The substrate 100 is made of flakes of mica. In this case, natural mica or synthetic mica may be used as the mica.

For example, the base material 100 may use a flake-shaped mica having a refractive index of about 1.5 and a thickness of 0.1 to 10 μm. At this time, the color is white, and it is preferable to use one with an even surface.

The coating part 200 may be implemented as a plurality of layers by coating different metal oxides in stages to have various refractive indices.

For example, the coating part 200 may include a first metal oxide layer 210 coated on the surface of the substrate; A second metal oxide layer 220 coated on the surface of the first metal oxide layer 210; It includes a protective layer 230 coated on the surface of the second metal oxide layer 220.

At this time, the first metal oxide layer 210 is formed of tin oxide (SnO) having a rutile (Rutile) crystal structure, and the second metal oxide layer 220 is formed of titanium dioxide (TiO ₂ ) having a rutile (Rutile) crystal structure. And, the protective layer 230 is preferably formed of sodium silicate (Na ₂ SiO ₃ ).

Therefore, since the first metal oxide layer 210 and the second metal oxide layer 220 form different high refractive oranges, the color expression is clear, and the direct and indirect colors are clear, so that a pearlescent pigment having high luminance can be implemented. have.

On the other hand, the first metal oxide layer 210 is formed of tin oxide (SnO) having a rutile crystal structure, and the tin oxide (SnO) having a rutile crystal structure has a surface of the first metal oxide layer 210 When the second metal oxide layer 220 is formed, titanium dioxide (TiO ₂ ) is induced to undergo a phase transition from an anatase crystal structure to a rutile crystal structure even at a low temperature.

Tin oxide (SnO) forming the first metal oxide layer 210 has a characteristic of reducing the absorption rate of light, and since the absorption and reflection of light has a complementary color effect, the first metal oxide layer 210 is formed of tin oxide. By forming with (SnO), it is possible to implement a pearlescent pigment having an excellent refractive index.

The second metal oxide layer 220 is formed of titanium dioxide (TiO ₂ ) having a rutile (Rutile) crystal structure, and the first metal oxide layer 210 is formed of tin oxide (SnO) having a rutile (Rutile) crystal structure. Therefore, it can be easily implemented by inducing a phase transition of titanium dioxide (TiO ₂ ) of a rutile crystal structure at a low temperature. At this time, the second metal oxide layer 220 may be formed while adjusting its thickness using a titration method.
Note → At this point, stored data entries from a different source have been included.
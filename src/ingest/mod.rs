// src/ingest/mod.rs
pub mod feed;
pub mod fetch;
pub mod normalize;
pub mod page;
pub mod types;

use anyhow::Result;
use metrics::{counter, describe_counter, describe_gauge, describe_histogram, gauge};
use once_cell::sync::OnceCell;
use serde::Serialize;

use crate::config::MonitorConfig;
use crate::dedup::{dedupe, DedupParams};
use crate::ingest::normalize::{from_feed_entry, items_from_page_text};
use crate::ingest::types::{Fetcher, Item, Source, SourceError, SourceKind, SourceOutcome};
use crate::relevance::KeywordMatcher;
use crate::report::Report;

/// One-time metrics registration.
fn ensure_metrics_described() {
    static ONCE: OnceCell<()> = OnceCell::new();
    ONCE.get_or_init(|| {
        describe_counter!("ingest_events_total", "Total entries parsed from feeds.");
        describe_counter!(
            "ingest_kept_total",
            "Items kept after relevance gating and deduplication."
        );
        describe_counter!(
            "ingest_filtered_total",
            "Feed entries dropped by the keyword gate."
        );
        describe_counter!(
            "ingest_dedup_total",
            "Items removed as near-duplicates."
        );
        describe_counter!(
            "ingest_provider_errors_total",
            "Source fetch/parse errors."
        );
        describe_histogram!("ingest_parse_ms", "Feed/page parse time in milliseconds.");
        describe_gauge!(
            "ingest_pipeline_last_run_ts",
            "Unix ts when the pipeline last ran."
        );
    });
}

/// Counters for one run, logged once at the end.
#[derive(Debug, Clone, Default, PartialEq, Eq, Serialize)]
pub struct RunSummary {
    pub sources_ok: usize,
    pub sources_failed: usize,
    pub extracted: usize,
    pub duplicates_dropped: usize,
    pub kept: usize,
}

/// Runs every configured source in order and reduces the results to a `Report`.
pub struct Aggregator<F: Fetcher> {
    sources: Vec<Source>,
    matcher: KeywordMatcher,
    dedup: DedupParams,
    context_lines: usize,
    wrap_width: usize,
    fetcher: F,
}

impl<F: Fetcher> Aggregator<F> {
    /// Validates `cfg`; an invalid config is a contract error for the caller.
    pub fn new(cfg: MonitorConfig, fetcher: F) -> Result<Self> {
        cfg.validate()?;
        Ok(Self {
            sources: cfg.sources(),
            matcher: cfg.matcher()?,
            dedup: cfg.dedup.params(),
            context_lines: cfg.page.context_lines,
            wrap_width: cfg.page.wrap_width,
            fetcher,
        })
    }

    pub fn sources(&self) -> &[Source] {
        &self.sources
    }

    async fn extract(&self, source: &Source) -> std::result::Result<Vec<Item>, SourceError> {
        let body = self
            .fetcher
            .fetch(&source.url)
            .await
            .map_err(SourceError::Fetch)?;

        match source.kind {
            SourceKind::Feed => {
                let entries = feed::parse_feed(&body).map_err(SourceError::Parse)?;
                let items: Vec<Item> = entries
                    .iter()
                    .filter_map(|e| from_feed_entry(&self.matcher, source, e))
                    .collect();
                counter!("ingest_filtered_total").increment((entries.len() - items.len()) as u64);
                Ok(items)
            }
            SourceKind::Page => {
                let text = page::html_to_text(&body, self.wrap_width);
                Ok(items_from_page_text(
                    &self.matcher,
                    source,
                    &text,
                    self.context_lines,
                ))
            }
        }
    }

    /// Process sources one at a time in declaration order. Failures stay per source.
    pub async fn collect(&self) -> Vec<SourceOutcome> {
        ensure_metrics_described();

        let mut out = Vec::with_capacity(self.sources.len());
        for source in &self.sources {
            let result = self.extract(source).await;
            match &result {
                Ok(items) => {
                    tracing::debug!(
                        target: "ingest",
                        source = %source.name,
                        kind = source.kind.as_str(),
                        items = items.len(),
                        "source ok"
                    );
                }
                Err(e) => {
                    tracing::warn!(
                        target: "ingest",
                        source = %source.name,
                        kind = source.kind.as_str(),
                        error_kind = e.kind(),
                        error = %e,
                        "source skipped"
                    );
                    counter!("ingest_provider_errors_total", "kind" => e.kind()).increment(1);
                }
            }
            out.push(SourceOutcome {
                source: source.clone(),
                result,
            });
        }
        out
    }

    /// Collect, concatenate in source order, dedupe, stamp.
    pub async fn run_once_with_summary(&self) -> (Report, RunSummary) {
        let outcomes = self.collect().await;

        let mut summary = RunSummary::default();
        let mut items = Vec::new();
        for o in outcomes {
            match o.result {
                Ok(mut v) => {
                    summary.sources_ok += 1;
                    items.append(&mut v);
                }
                Err(_) => summary.sources_failed += 1,
            }
        }
        summary.extracted = items.len();

        let kept = dedupe(items, &self.dedup);
        summary.kept = kept.len();
        summary.duplicates_dropped = summary.extracted - summary.kept;

        let report = Report::new(kept);

        let now = chrono::Utc::now().timestamp().max(0) as u64;
        counter!("ingest_kept_total").increment(summary.kept as u64);
        gauge!("ingest_pipeline_last_run_ts").set(now as f64);

        tracing::info!(
            target: "ingest",
            sources_ok = summary.sources_ok,
            sources_failed = summary.sources_failed,
            extracted = summary.extracted,
            duplicates = summary.duplicates_dropped,
            kept = summary.kept,
            "run finished"
        );

        (report, summary)
    }

    pub async fn run_once(&self) -> Report {
        self.run_once_with_summary().await.0
    }
}
// src/ingest/fetch.rs
use anyhow::{anyhow, Context, Result};
use async_trait::async_trait;
use std::collections::HashMap;
use std::time::Duration;

use crate::config::FetchConfig;
use crate::ingest::types::Fetcher;

/// Blocking-per-source HTTP fetcher with a fixed timeout per request.
pub struct HttpFetcher {
    client: reqwest::Client,
}

impl HttpFetcher {
    pub fn new(cfg: &FetchConfig) -> Result<Self> {
        let client = reqwest::Client::builder()
            .user_agent(cfg.user_agent.as_str())
            .timeout(Duration::from_secs(cfg.timeout_secs))
            .build()
            .context("building http client")?;
        Ok(Self { client })
    }
}

#[async_trait]
impl Fetcher for HttpFetcher {
    async fn fetch(&self, url: &str) -> Result<String> {
        let resp = self
            .client
            .get(url)
            .send()
            .await
            .with_context(|| format!("GET {url}"))?;
        let resp = resp
            .error_for_status()
            .with_context(|| format!("GET {url} returned non-success status"))?;
        resp.text()
            .await
            .with_context(|| format!("reading body of {url}"))
    }
}

/// In-memory fetcher keyed by URL. Unknown URLs and registered failures error out.
#[derive(Default)]
pub struct StaticFetcher {
    bodies: HashMap<String, std::result::Result<String, String>>,
}

impl StaticFetcher {
    pub fn new() -> Self {
        Self::default()
    }

    pub fn with_body(mut self, url: &str, body: &str) -> Self {
        self.bodies.insert(url.to_string(), Ok(body.to_string()));
        self
    }

    pub fn with_error(mut self, url: &str, message: &str) -> Self {
        self.bodies.insert(url.to_string(), Err(message.to_string()));
        self
    }
}

#[async_trait]
impl Fetcher for StaticFetcher {
    async fn fetch(&self, url: &str) -> Result<String> {
        match self.bodies.get(url) {
            Some(Ok(body)) => Ok(body.clone()),
            Some(Err(msg)) => Err(anyhow!("{msg}")).with_context(|| format!("GET {url}")),
            None => Err(anyhow!("no body registered for {url}")),
        }
    }
}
At this time, it is preferable that the thickness of the second metal oxide layer 220 is 10 to 150 nm.

Titanium dioxide (TiO ₂ ) forming the second metal oxide layer 220 has a very high refractive index, has anisotropy and non-toxic properties, and has a high hiding power and is not soluble in all solvents. In addition, titanium hydroxide is synthesized by synthesizing strong basicity such as NaOH and titanium by an appropriate method, and this titanium hydroxide is advantageous in synthesizing pearlescent pigments from matt to gloss because it has excellent color development (or color reaction). Excellent pearlescent pigments can be implemented with better quality than conventional pearlescent pigments.
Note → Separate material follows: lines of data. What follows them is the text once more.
// src/relevance.rs
//! Keyword relevance gate: an ordered list of regex patterns tested against
//! lower-cased text. Union semantics, first hit wins.

use anyhow::Context;
use regex::Regex;
use tracing::debug;

/// Short anonymized id for log lines; raw announcement text is never logged.
pub(crate) fn anon_hash(text: &str) -> String {
    use sha2::{Digest, Sha256};
    let mut hasher = Sha256::new();
    hasher.update(text.as_bytes());
    let digest = hasher.finalize();
    let mut out = String::with_capacity(12);
    for b in digest.iter().take(6) {
        use std::fmt::Write as _;
        let _ = write!(&mut out, "{:02x}", b);
    }
    out
}

#[derive(Debug)]
struct CompiledPattern {
    source: String,
    re: Regex,
}

/// Compiled keyword set. Immutable after construction.
#[derive(Debug)]
pub struct KeywordMatcher {
    patterns: Vec<CompiledPattern>,
}

impl KeywordMatcher {
    /// Compile patterns in order. A pattern that fails to compile is a config error.
    pub fn new<I, S>(patterns: I) -> anyhow::Result<Self>
    where
        I: IntoIterator<Item = S>,
        S: AsRef<str>,
    {
        let patterns = patterns
            .into_iter()
            .enumerate()
            .map(|(i, p)| {
                let p = p.as_ref();
                let re = Regex::new(p)
                    .with_context(|| format!("keyword pattern #{i} `{p}` does not compile"))?;
                Ok(CompiledPattern {
                    source: p.to_string(),
                    re,
                })
            })
            .collect::<anyhow::Result<Vec<_>>>()?;
        Ok(Self { patterns })
    }

    pub fn len(&self) -> usize {
        self.patterns.len()
    }

    pub fn is_empty(&self) -> bool {
        self.patterns.is_empty()
    }

    /// Source text of the first pattern matching `text`, if any.
    pub fn first_match(&self, text: &str) -> Option<&str> {
        if text.trim().is_empty() {
            return None;
        }
        let lowered = text.to_lowercase();
        let hit = self
            .patterns
            .iter()
            .find(|p| p.re.is_match(&lowered))
            .map(|p| p.source.as_str());
        if let Some(pattern) = hit {
            debug!(target: "relevance", id = %anon_hash(text), pattern, "keyword hit");
        }
        hit
    }

    pub fn is_relevant(&self, text: &str) -> bool {
        self.first_match(text).is_some()
    }
}
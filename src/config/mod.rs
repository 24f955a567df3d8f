// src/config/mod.rs
pub mod monitor;

pub use monitor::{
    default_keywords, DedupConfig, FetchConfig, KeywordsConfig, MonitorConfig, PageConfig,
    SourceCfg, ENV_CONFIG_PATH, ENV_DEDUP_THRESHOLD,
};
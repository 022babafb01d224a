// SPDX-License-Identifier: AGPL-3.0-or-later
//
// Copyright (C) 2026 Relational Network

//! Embedded identity database backed by redb (pure Rust, ACID).
//!
//! ## Table Layout
//!
//! - `users`: user id → serialized User
//! - `username_index`: username → user id
//! - `content_types`: content type id → serialized ContentType
//! - `content_name_index`: content name → content type id
//! - `permissions`: permission id → serialized Permission
//! - `permission_index`: (content type id, action code) → permission id
//! - `grants`: (user id, permission id) → serialized Grant
//! - `sequences`: sequence name → last issued id

use std::path::Path;

use chrono::{DateTime, Utc};
use redb::{
    Database, ReadableDatabase, ReadableTable, ReadableTableMetadata, TableDefinition, WriteTransaction,
};

use super::records::{permission_name, ContentType, Grant, NewUser, Permission, User};
use super::store::{GrantLookup, IdentityStore};
use crate::auth::permissions::Action;

// =============================================================================
// Table Definitions
// =============================================================================

const USERS: TableDefinition<i64, &[u8]> = TableDefinition::new("users");

/// Index: username → user id. Deactivated users keep their entry.
const USERNAME_INDEX: TableDefinition<&str, i64> = TableDefinition::new("username_index");

const CONTENT_TYPES: TableDefinition<i64, &[u8]> = TableDefinition::new("content_types");

const CONTENT_NAME_INDEX: TableDefinition<&str, i64> = TableDefinition::new("content_name_index");

const PERMISSIONS: TableDefinition<i64, &[u8]> = TableDefinition::new("permissions");

/// Index: (content_type_id, action code) → permission id.
const PERMISSION_INDEX: TableDefinition<(i64, u8), i64> = TableDefinition::new("permission_index");

const GRANTS: TableDefinition<(i64, i64), &[u8]> = TableDefinition::new("grants");

const SEQUENCES: TableDefinition<&str, i64> = TableDefinition::new("sequences");

const USER_SEQUENCE: &str = "users";
const CONTENT_TYPE_SEQUENCE: &str = "content_types";
const PERMISSION_SEQUENCE: &str = "permissions";

// =============================================================================
// Error Type
// =============================================================================

#[derive(Debug, thiserror::Error)]
pub enum StoreError {
    #[error("redb error: {0}")]
    Redb(#[from] redb::Error),

    #[error("redb database error: {0}")]
    RedbDatabase(#[from] redb::DatabaseError),

    #[error("redb transaction error: {0}")]
    RedbTransaction(#[from] redb::TransactionError),

    #[error("redb table error: {0}")]
    RedbTable(#[from] redb::TableError),

    #[error("redb storage error: {0}")]
    RedbStorage(#[from] redb::StorageError),

    #[error("redb commit error: {0}")]
    RedbCommit(#[from] redb::CommitError),

    #[error("serialization error: {0}")]
    Serde(#[from] serde_json::Error),

    #[error("io error: {0}")]
    Io(#[from] std::io::Error),

    #[error("not found: {0}")]
    NotFound(String),

    #[error("conflict: {0}")]
    Conflict(String),
}
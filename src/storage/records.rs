// SPDX-License-Identifier: AGPL-3.0-or-later
//
// Copyright (C) 2026 Relational Network

//! Persisted record types.
//!
//! Records are stored as JSON values in redb tables keyed by their numeric id.

use chrono::{DateTime, Utc};
use serde::{Deserialize, Serialize};

use crate::auth::permissions::Action;

/// A user account.
#[derive(Debug, Clone, PartialEq, Eq, Serialize, Deserialize)]
pub struct User {
    pub id: i64,
    pub username: String,
    /// Argon2id PHC string
    pub password_hash: String,
    pub is_superuser: bool,
    pub last_login: Option<DateTime<Utc>>,
    pub created_at: DateTime<Utc>,
    pub updated_at: DateTime<Utc>,
    /// Set when the account is deactivated
    pub deleted_at: Option<DateTime<Utc>>,
}

impl User {
    pub fn is_active(&self) -> bool {
        self.deleted_at.is_none()
    }
}

/// Input for user creation. The id and timestamps are assigned by the store.
#[derive(Debug, Clone)]
pub struct NewUser {
    pub username: String,
    pub password_hash: String,
    pub is_superuser: bool,
}

/// A resource type against which permissions are defined.
#[derive(Debug, Clone, PartialEq, Eq, Serialize, Deserialize)]
pub struct ContentType {
    pub id: i64,
    pub content_name: String,
    pub icon: Option<String>,
}

#[derive(Debug, Clone, PartialEq, Eq, Serialize, Deserialize)]
pub struct Permission {
    pub id: i64,
    pub name: String,
    pub content_type_id: i64,
    pub action: Action,
}

/// `"{content_name}.{action}"`, e.g. `invoice.read`.
pub fn permission_name(content_name: &str, action: Action) -> String {
    format!("{content_name}.{}", action.as_str())
}

/// One user's access to one permission. Toggled, never deleted.
#[derive(Debug, Clone, PartialEq, Eq, Serialize, Deserialize)]
pub struct Grant {
    pub user_id: i64,
    pub permission_id: i64,
    pub active: bool,
    pub created_at: DateTime<Utc>,
    pub updated_at: DateTime<Utc>,
}

#[cfg(test)]
mod tests {
    use super::*;

    #[test]
    fn permission_names_follow_content_name() {
        assert_eq!(permission_name("invoice", Action::Read), "invoice.read");
        assert_eq!(permission_name("invoice", Action::Delete), "invoice.delete");
    }

    #[test]
    fn deactivated_user_is_inactive() {
        let now = Utc::now();
        let mut user = User {
            id: 1,
            username: "alice".into(),
            password_hash: String::new(),
            is_superuser: false,
            last_login: None,
            created_at: now,
            updated_at: now,
            deleted_at: None,
        };
        assert!(user.is_active());
        user.deleted_at = Some(now);
        assert!(!user.is_active());
    }
}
The protective layer 230 is preferably formed of sodium silicate (Na ₂ SiO ₃ ), which is an inorganic adhesive.

Sodium silicate (Na ₂ SiO ₃ ) forming the protective layer 230 is an inorganic adhesive having solvent resistance, and may further enhance the solvent resistance of the second metal oxide layer 220.

On the other hand, in the present invention, a metal oxide layer may be further formed on the coating portion in order to implement a more diverse refractive index.

2 is a cross-sectional view showing pearlescent particles according to another embodiment of the present invention.

As shown in Figure 2, the pearlescent particles according to another embodiment of the present invention include a substrate 100 as in the above-described embodiment; It is coated on the surface of the substrate 100, and includes a coating portion 200 formed by coating at least two different metal oxides in stages. In addition, the coating unit 200 includes a first metal oxide layer 210 coated on the surface of the substrate 100; A second metal oxide layer 220 coated on the surface of the first metal oxide layer 210; It includes a protective layer 230 coated on the surface of the second metal oxide layer 220. However, in this embodiment, a third metal formed of titanium dioxide (TiO2) having a rutile crystal structure on the surface of the protective layer 230 is formed to have a thickness different from that of the second metal oxide layer 220 An oxide layer 240 is further formed.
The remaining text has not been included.